Hannah Baker Saltmarsh is the author of the poetry collection, Hysterical Water, published by The University of Georgia Press in March 2021. She has written a book of poetry criticism, entitled Male Poets and the Agon of the Mother: Contexts in Confessional and Post-confessional Poetry (Univ. of South Carolina P., 2019). She is the mother of three children, and lives with her husband in Cedar Rapids, Iowa, where she teaches and writes.
Kate Godin lives in Western Massachusetts, where she tends to the writing needs of a small liberal arts college, a tween and a teen, a vigorous anxiety. She is a graduate of Bates College and the New School for Social Research.

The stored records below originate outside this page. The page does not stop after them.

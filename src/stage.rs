// stage.rs
// Description: Step state machine of the encoder layer. Fixed total order of the seven stages,
//              the enablement rule (rerun or advance by one, never skip) and the set of stages
//              whose tensors become stale when a given stage runs again.
// History:
// - 2026-10-17: Initial stage order and gating rules.

use std::fmt;
use std::str::FromStr;

use serde::{Deserialize, Serialize};

use crate::error::EngineError;

#[derive(Clone, Copy, Debug, PartialEq, Eq, PartialOrd, Ord, Hash, Serialize, Deserialize)]
#[serde(rename_all = "snake_case")]
pub enum Stage {
    Input,
    QkvMha,
    SdpaHeads,
    ConcatFinalize,
    MhaAddNorm,
    Ffn,
    FfnAddNorm,
}

pub const STAGE_ORDER: [Stage; 7] = [
    Stage::Input,
    Stage::QkvMha,
    Stage::SdpaHeads,
    Stage::ConcatFinalize,
    Stage::MhaAddNorm,
    Stage::Ffn,
    Stage::FfnAddNorm,
];

// Name of the pre initial sentinel.
pub const NONE_STAGE_NAME: &str = "none";

impl Stage {
    pub fn index(self) -> usize {
        match self {
            Stage::Input => 0,
            Stage::QkvMha => 1,
            Stage::SdpaHeads => 2,
            Stage::ConcatFinalize => 3,
            Stage::MhaAddNorm => 4,
            Stage::Ffn => 5,
            Stage::FfnAddNorm => 6,
        }
    }

    pub fn from_index(i_index: usize) -> Option<Stage> {
        STAGE_ORDER.get(i_index).copied()
    }

    pub fn name(self) -> &'static str {
        match self {
            Stage::Input => "input",
            Stage::QkvMha => "qkv_mha",
            Stage::SdpaHeads => "sdpa_heads",
            Stage::ConcatFinalize => "concat_finalize",
            Stage::MhaAddNorm => "mha_addnorm",
            Stage::Ffn => "ffn",
            Stage::FfnAddNorm => "ffn_addnorm",
        }
    }

    // Button caption used by the front end.
    pub fn label(self) -> &'static str {
        match self {
            Stage::Input => "1. Gen Input",
            Stage::QkvMha => "2. MHA QKV",
            Stage::SdpaHeads => "3. All SDPA",
            Stage::ConcatFinalize => "4. MHA Concat",
            Stage::MhaAddNorm => "5. AddNorm MHA",
            Stage::Ffn => "6. FFN",
            Stage::FfnAddNorm => "7. AddNorm FFN",
        }
    }

    pub fn predecessor(self) -> Option<Stage> {
        self.index().checked_sub(1).and_then(Stage::from_index)
    }
}

impl fmt::Display for Stage {
    fn fmt(&self, f: &mut fmt::Formatter<'_>) -> fmt::Result {
        f.write_str(self.name())
    }
}

impl FromStr for Stage {
    type Err = EngineError;

    fn from_str(s: &str) -> Result<Self, Self::Err> {
        STAGE_ORDER
            .iter()
            .copied()
            .find(|st| st.name() == s.trim())
            .ok_or_else(|| EngineError::missing(format!("Unknown stage: {}", s.trim())))
    }
}

pub fn stage_name(opt_stage: Option<Stage>) -> &'static str {
    opt_stage.map(Stage::name).unwrap_or(NONE_STAGE_NAME)
}

/// A stage may run when the last completed stage is the stage itself, its immediate
/// predecessor, or anything later. `None` counts as index -1, so `input` is always enabled.
pub fn is_stage_enabled(stage: Stage, opt_last_completed: Option<Stage>) -> bool {
    match opt_last_completed {
        None => stage == Stage::Input,
        Some(last) => last.index() + 1 >= stage.index(),
    }
}

/// Stages strictly after `stage` in the fixed order. Their tensors derive from `stage`.
pub fn downstream_of(stage: Stage) -> &'static [Stage] {
    &STAGE_ORDER[stage.index() + 1..]
}

#[cfg(test)]
mod tests {
    use super::*;

    #[test]
    fn test_order_and_index_agree() {
        for (i, st) in STAGE_ORDER.iter().enumerate() {
            assert_eq!(st.index(), i);
            assert_eq!(Stage::from_index(i), Some(*st));
        }
        assert_eq!(Stage::from_index(7), None);
    }

    #[test]
    fn test_names_round_trip() {
        for st in STAGE_ORDER {
            assert_eq!(st.name().parse::<Stage>().unwrap(), st);
            assert_eq!(st.to_string(), st.name());
        }
        assert!("none".parse::<Stage>().is_err());
        assert_eq!(stage_name(None), "none");
        assert_eq!(stage_name(Some(Stage::FfnAddNorm)), "ffn_addnorm");
    }

    #[test]
    fn test_enabled_iff_last_index_at_least_index_minus_one() {
        let v_last: Vec<Option<Stage>> = std::iter::once(None)
            .chain(STAGE_ORDER.iter().copied().map(Some))
            .collect();
        for opt_last in v_last {
            let i_last: i64 = opt_last.map(|s| s.index() as i64).unwrap_or(-1);
            for st in STAGE_ORDER {
                let b_expected = i_last >= st.index() as i64 - 1;
                assert_eq!(
                    is_stage_enabled(st, opt_last),
                    b_expected,
                    "stage {} last {}",
                    st,
                    stage_name(opt_last)
                );
            }
        }
    }

    #[test]
    fn test_input_always_enabled_and_skipping_is_not() {
        assert!(is_stage_enabled(Stage::Input, None));
        assert!(is_stage_enabled(Stage::Input, Some(Stage::FfnAddNorm)));
        assert!(!is_stage_enabled(Stage::QkvMha, None));
        assert!(!is_stage_enabled(Stage::ConcatFinalize, Some(Stage::QkvMha)));
        assert!(is_stage_enabled(Stage::SdpaHeads, Some(Stage::SdpaHeads)));
    }

    #[test]
    fn test_downstream_of() {
        assert_eq!(downstream_of(Stage::Input).len(), 6);
        assert_eq!(downstream_of(Stage::Ffn), &[Stage::FfnAddNorm]);
        assert!(downstream_of(Stage::FfnAddNorm).is_empty());
        assert_eq!(Stage::QkvMha.predecessor(), Some(Stage::Input));
        assert_eq!(Stage::Input.predecessor(), None);
    }
}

Bonnie Larson Staiger is a North Dakota Associate Poet Laureate, the recipient of the ‘Poetry of the Plains and Prairies Prize (NDSU Press, 2018) and the ‘Independent Press Award: Distinguished Favorite’ (2019) for her collection, Destiny Manifested. Her second book In Plains Sight, is forthcoming from NDSU Press in 2021.

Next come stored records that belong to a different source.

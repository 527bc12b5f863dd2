// error.rs
// Description: Error taxonomy of the encoder layer engine. Every variant is recoverable,
//              stages report them as status messages and leave pipeline state untouched.
// History:
// - 2026-10-17: Replace string error codes with a typed error enum.

use thiserror::Error;

#[derive(Debug, Clone, PartialEq, Eq, Error)]
pub enum EngineError {
    /// Invalid shape parameters (non positive dimension, width not divisible by heads).
    #[error("{0}")]
    Config(String),

    /// Upstream tensors are absent or empty, or the stage is locked by the stage order.
    #[error("{0}")]
    MissingPrerequisite(String),

    /// Operand shapes disagree.
    #[error("{0}")]
    ShapeMismatch(String),

    /// Random distribution could not be built.
    #[error("Parameter generation failed: {0}")]
    Parameter(String),

    /// Config file could not be read or parsed.
    #[error("Config load failed: {0}")]
    ConfigLoad(String),
}

impl EngineError {
    pub fn config(s_msg: impl Into<String>) -> Self {
        EngineError::Config(s_msg.into())
    }

    pub fn missing(s_msg: impl Into<String>) -> Self {
        EngineError::MissingPrerequisite(s_msg.into())
    }

    pub fn shape(s_msg: impl Into<String>) -> Self {
        EngineError::ShapeMismatch(s_msg.into())
    }
}

pub type Result<T> = std::result::Result<T, EngineError>;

Robin Long is a queer poet and writer from Austin. She is expanding her fiction thesis on Emily Dickinson. She is a Pushcart Prize nominee, 2020 National Poetry Month Editor’s Pick, and a digital poetry performer with FEELS Zine.
Siri Palreddy is a first-year at Amherst College, hoping to study both English and Neuroscience. An avid reader, she first discovered Emily Dickinson in high school, and has loved her work ever since. Apart from poetry, Siri enjoys writing creative nonfiction and is compelled by stories that navigate one’s identity (or identities) and roots. When not reading or writing, you can find Siri spending her free time volunteering, laying in the sun, or rewatching her favorite comfort shows.
Peter Schmitt is the author of six books of poems. “Emily Dickinson and the Boston Red Sox” appears in his new collection, Goodbye, Apostrophe (Regal House). A graduate of Amherst and The Iowa Writers Workshop, he lives and teaches in his hometown of Miami, Florida.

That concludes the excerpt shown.